InfluxDB – explanation, advantages, and first steps
Sensors that collect scientific or industrial measurement data generate large volumes of data in a short period time. This data has to be processed together with a timestamp of the measurement. Special databases are required for this time series data. This article focuses on InfluxDB, a database management system (DBMS) specially designed for this task.
What is InfluxDB?
InfluxDB is a database management system developed by InfluxData, Inc. InfluxDB is open-source and can be used free of charge. The InfluxDB Enterprise version offers maintenance agreements and special access controls for business customers, and is installed on a server within a corporate network. In addition, the new InfluxDB 2.0 version runs as a customizable cloud service with a web-based user interface for data ingestion and visualization.
The InfluxDB database management system is written in Google’s programming language Go, also known as Golang. The first version of InfluxDB used InfluxQL, a query language developed by InfluxData, for external database queries.
InfluxDB 2.0 is written in a new language called Flux, which InfluxData publishes on GitHub as an open-source project. The project is updated on GitHub by developers working with time series data. Flux is a standalone language for time series databases (TSDB). It can be used with InfluxDB version 1.7 and higher, either independently or with third-party databases.
Flux is optimized for ETL processes (extract, transform, load) in databases and is not compatible with the InfluxQL query language previously used. However, InfluxData is planning a migration path for existing customers to translate InfluxQL code into Flux.

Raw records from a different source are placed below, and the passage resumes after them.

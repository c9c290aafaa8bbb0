use std::time::Duration;

use rand::Rng;
use serde::{Deserialize, Serialize};

/// Bounded exponential backoff for transient provider errors.
#[derive(Debug, Clone, Copy, PartialEq, Eq, Serialize, Deserialize)]
#[serde(default)]
pub struct RetryPolicy {
    /// Total attempts, first one included.
    pub max_attempts: u32,
    pub base_ms: u64,
    pub cap_ms: u64,
}

impl Default for RetryPolicy {
    fn default() -> Self {
        Self {
            max_attempts: 3,
            base_ms: 1_000,
            cap_ms: 30_000,
        }
    }
}

impl RetryPolicy {
    /// No waiting between attempts. Used by tests.
    pub fn immediate(max_attempts: u32) -> Self {
        Self {
            max_attempts,
            base_ms: 0,
            cap_ms: 0,
        }
    }

    /// Ceiling for the wait after the `failed`-th failure (1-based).
    pub fn ceiling(&self, failed: u32) -> Duration {
        let exp = failed.saturating_sub(1).min(20);
        let ms = self.base_ms.saturating_mul(1u64 << exp).min(self.cap_ms);
        Duration::from_millis(ms)
    }

    /// Wait with jitter in the upper half of the ceiling.
    pub fn backoff(&self, failed: u32) -> Duration {
        let ceiling = self.ceiling(failed).as_millis() as u64;
        if ceiling == 0 {
            return Duration::ZERO;
        }
        let half = ceiling / 2;
        Duration::from_millis(half + rand::thread_rng().gen_range(0..=ceiling - half))
    }

    pub fn has_attempts_left(&self, used: u32) -> bool {
        used < self.max_attempts.max(1)
    }
}
pub mod anthropic;
pub mod cli;
pub mod gemini;
pub mod http;
pub mod ollama;
pub mod openai;
pub mod stub;

use std::time::Duration;

use serde::{Deserialize, Serialize};
use serde_json::Value;
use thiserror::Error;

use super::parser::parse_analysis_answer;
use super::retry::RetryPolicy;
use super::types::{AnalysisFields, AnalysisOptions, AnalysisRequest};
use crate::models::enums::{ProviderErrorKind, ProviderKind};

pub use anthropic::AnthropicProvider;
pub use cli::CliProvider;
pub use gemini::GeminiProvider;
pub use ollama::OllamaProvider;
pub use openai::OpenAiProvider;
pub use stub::StubProvider;

#[derive(Error, Debug, Clone, PartialEq, Eq)]
#[error("{kind}: {message}")]
pub struct ProviderError {
    pub kind: ProviderErrorKind,
    pub message: String,
}

impl ProviderError {
    pub fn new(kind: ProviderErrorKind, message: impl Into<String>) -> Self {
        Self {
            kind,
            message: message.into(),
        }
    }

    pub fn malformed(message: impl Into<String>) -> Self {
        Self::new(ProviderErrorKind::MalformedResponse, message)
    }

    pub fn is_transient(&self) -> bool {
        self.kind.is_transient()
    }
}

/// Provider payload before normalization.
#[derive(Debug, Clone, PartialEq)]
pub enum RawResponse {
    Json(Value),
    Text(String),
}

impl RawResponse {
    /// Value stored on the result for audit.
    pub fn to_value(&self) -> Value {
        match self {
            Self::Json(v) => v.clone(),
            Self::Text(s) => Value::String(s.clone()),
        }
    }
}

/// A language-model backend.
pub trait Provider: Send + Sync {
    fn kind(&self) -> ProviderKind;

    fn model(&self) -> &str;

    /// One call, no retries.
    fn submit(&self, request: &AnalysisRequest) -> Result<RawResponse, ProviderError>;

    /// Pull the answer text out of this backend's payload shape. Refusals
    /// become `ContentPolicy` errors.
    fn answer_text(&self, raw: &RawResponse) -> Result<String, ProviderError>;

    fn normalize(&self, raw: &RawResponse) -> Result<AnalysisFields, ProviderError> {
        let text = self.answer_text(raw)?;
        if text.trim().is_empty() {
            return Err(ProviderError::malformed("empty answer"));
        }
        Ok(parse_analysis_answer(&text))
    }
}

/// How to reach one backend.
#[derive(Clone, PartialEq, Serialize, Deserialize)]
#[serde(default)]
pub struct ProviderConfig {
    pub kind: ProviderKind,
    pub model: Option<String>,
    /// Overrides the backend's default URL; required for `openai_compatible`.
    pub endpoint: Option<String>,
    #[serde(skip_serializing)]
    pub api_key: Option<String>,
    /// Program and arguments for the `cli` backend.
    pub command: Vec<String>,
    pub timeout_secs: u64,
    pub max_attempts: u32,
    pub backoff_base_ms: u64,
    pub backoff_cap_ms: u64,
    pub temperature: Option<f32>,
    pub max_tokens: u32,
}

impl Default for ProviderConfig {
    fn default() -> Self {
        let retry = RetryPolicy::default();
        Self {
            kind: ProviderKind::Ollama,
            model: None,
            endpoint: None,
            api_key: None,
            command: Vec::new(),
            timeout_secs: 120,
            max_attempts: retry.max_attempts,
            backoff_base_ms: retry.base_ms,
            backoff_cap_ms: retry.cap_ms,
            temperature: Some(0.1),
            max_tokens: 2048,
        }
    }
}

impl std::fmt::Debug for ProviderConfig {
    fn fmt(&self, f: &mut std::fmt::Formatter<'_>) -> std::fmt::Result {
        f.debug_struct("ProviderConfig")
            .field("kind", &self.kind)
            .field("model", &self.model)
            .field("endpoint", &self.endpoint)
            .field("api_key", &self.api_key.as_ref().map(|_| "<set>"))
            .field("command", &self.command)
            .field("timeout_secs", &self.timeout_secs)
            .field("max_attempts", &self.max_attempts)
            .field("temperature", &self.temperature)
            .field("max_tokens", &self.max_tokens)
            .finish()
    }
}

impl ProviderConfig {
    pub fn for_kind(kind: ProviderKind) -> Self {
        Self {
            kind,
            ..Default::default()
        }
    }

    pub fn model_name(&self) -> &str {
        self.model.as_deref().unwrap_or_else(|| self.kind.default_model())
    }

    pub fn timeout(&self) -> Duration {
        Duration::from_secs(self.timeout_secs)
    }

    pub fn retry_policy(&self) -> RetryPolicy {
        RetryPolicy {
            max_attempts: self.max_attempts,
            base_ms: self.backoff_base_ms,
            cap_ms: self.backoff_cap_ms,
        }
    }

    pub fn options(&self) -> AnalysisOptions {
        AnalysisOptions {
            model: self.model_name().to_string(),
            temperature: self.temperature,
            max_tokens: self.max_tokens,
        }
    }

    fn require_key(&self) -> Result<&str, ProviderError> {
        self.api_key.as_deref().filter(|k| !k.trim().is_empty()).ok_or_else(|| {
            ProviderError::new(
                ProviderErrorKind::Auth,
                format!("no API key configured for {}", self.kind),
            )
        })
    }
}

/// Build the backend named by `config`.
pub fn build_provider(config: &ProviderConfig) -> Result<Box<dyn Provider>, ProviderError> {
    let provider: Box<dyn Provider> = match config.kind {
        ProviderKind::Anthropic => Box::new(AnthropicProvider::new(config, config.require_key()?)?),
        ProviderKind::OpenAi => Box::new(OpenAiProvider::new(config, Some(config.require_key()?))?),
        ProviderKind::OpenAiCompatible => {
            let endpoint = config.endpoint.as_deref().ok_or_else(|| {
                ProviderError::new(
                    ProviderErrorKind::Unavailable,
                    "openai_compatible needs an endpoint",
                )
            })?;
            Box::new(OpenAiProvider::compatible(config, endpoint)?)
        }
        ProviderKind::Gemini => Box::new(GeminiProvider::new(config, config.require_key()?)?),
        ProviderKind::Ollama => Box::new(OllamaProvider::new(config)?),
        ProviderKind::Cli => Box::new(CliProvider::new(config)?),
        ProviderKind::Stub => Box::new(StubProvider::default()),
    };

    tracing::info!(
        provider = %provider.kind(),
        model = provider.model(),
        "Analysis provider ready"
    );
    Ok(provider)
}
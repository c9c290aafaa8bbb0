pub mod profiles;
pub mod extraction;
pub mod redaction;
pub mod analysis;
pub mod processor;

Flux syntax is based on the popular language JavaScript. It is easy to learn and can be expanded. A key feature of Flux is that it can integrate different data sources using third-party APIs, for example. As a result, Flux is compatible with analytics tools like Jupyter. The Apache Arrow data interchange interface permits communication with other systems and integration in big data environments.
When is InfluxDB used?
InfluxDB is ideal for time-series databases (TSDB), which store time series. These databases are used, among other things, to store and analyze sensor data or protocols with timestamps over a certain period of time. For example, Internet of Things devices or scientific measuring instruments deliver millions of incoming data sets in a constant stream of data.
This data must be quickly processed once it reaches the database. For this reason, InfluxDB includes a built-in time service that uses the Network Time Protocol (NTP) to ensure that time is synchronized between all systems.
With InfluxDB, a database can be very compact and must contain only two or three columns. In this example, the data source, the actual value and the corresponding time stamp are stored in the database.
Sensor | Value | Time |
---|---|---|
Sensor 1 | 140.50 | 04/23/2020 @ 10:00 |
Sensor 2 | 110.02 | 04/23/2020 @ 10:00 |
Sensor 1 | 142.32 | 04/23/2020 @ 10:05 AM |
Sensor 2 | 110.50 | 04/23/2020 @ 10:05 AM |
… | … | … |
InfluxDB differentiates between tag and field columns. Where a tag is simply metadata that is included in the index, fields contain values that can be analyzed. In our example, the first column is a tag and the second one is a field. This differentiation makes it easier to manage the database and analyze measurement data.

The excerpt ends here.